Task requirements: Only the lines from the one with "has unsupported component" through the end of the data are wanted, copied exactly.
****
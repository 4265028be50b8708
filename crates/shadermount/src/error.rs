use crate::gl::ShaderStage;

/// Fatal construction errors; no mount is produced and nothing stays allocated.
#[derive(Debug, thiserror::Error)]
pub enum MountError {
    #[error("host element is not connected to a document")]
    HostDisconnected,
    #[error("hardware-accelerated rendering context is unavailable")]
    ContextUnavailable,
}

/// Program builder failures. The mount logs these and keeps running without a
/// program.
#[derive(Debug, thiserror::Error)]
pub enum BuildError {
    #[error("{stage} shader failed to compile: {log}")]
    Compile { stage: ShaderStage, log: String },
    #[error("shader program failed to link: {log}")]
    Link { log: String },
    #[error("failed to allocate {resource}: {reason}")]
    Allocation {
        resource: &'static str,
        reason: String,
    },
}

/// Per-uniform failures. Each one skips a single uniform update; the rest of
/// the batch still applies.
#[derive(Debug, thiserror::Error)]
pub enum UniformError {
    #[error("uniform '{name}' has no location in the linked program")]
    MissingLocation { name: String },
    #[error("uniform '{name}' has unsupported component count {len}")]
    UnsupportedLength { name: String, len: usize },
    #[error("uniform '{name}' mixes vectors of different lengths")]
    MismatchedChildren { name: String },
    #[error("uniform '{name}' was declared as {declared} but received {received}")]
    ShapeChanged {
        name: String,
        declared: String,
        received: String,
    },
    #[error("image for uniform '{name}' must be fully loaded")]
    ImageNotLoaded { name: String },
    #[error("texture upload for uniform '{name}' failed with GL error {code:#06x}")]
    Upload { name: String, code: u32 },
    #[error("failed to allocate texture for uniform '{name}': {reason}")]
    Allocation { name: String, reason: String },
}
****
Answer to this task:
    #[error("uniform '{name}' has unsupported component count {len}")]
    UnsupportedLength { name: String, len: usize },
    #[error("uniform '{name}' mixes vectors of different lengths")]
    MismatchedChildren { name: String },
    #[error("uniform '{name}' was declared as {declared} but received {received}")]
    ShapeChanged {
        name: String,
        declared: String,
        received: String,
    },
    #[error("image for uniform '{name}' must be fully loaded")]
    ImageNotLoaded { name: String },
    #[error("texture upload for uniform '{name}' failed with GL error {code:#06x}")]
    Upload { name: String, code: u32 },
    #[error("failed to allocate texture for uniform '{name}': {reason}")]
    Allocation { name: String, reason: String },
}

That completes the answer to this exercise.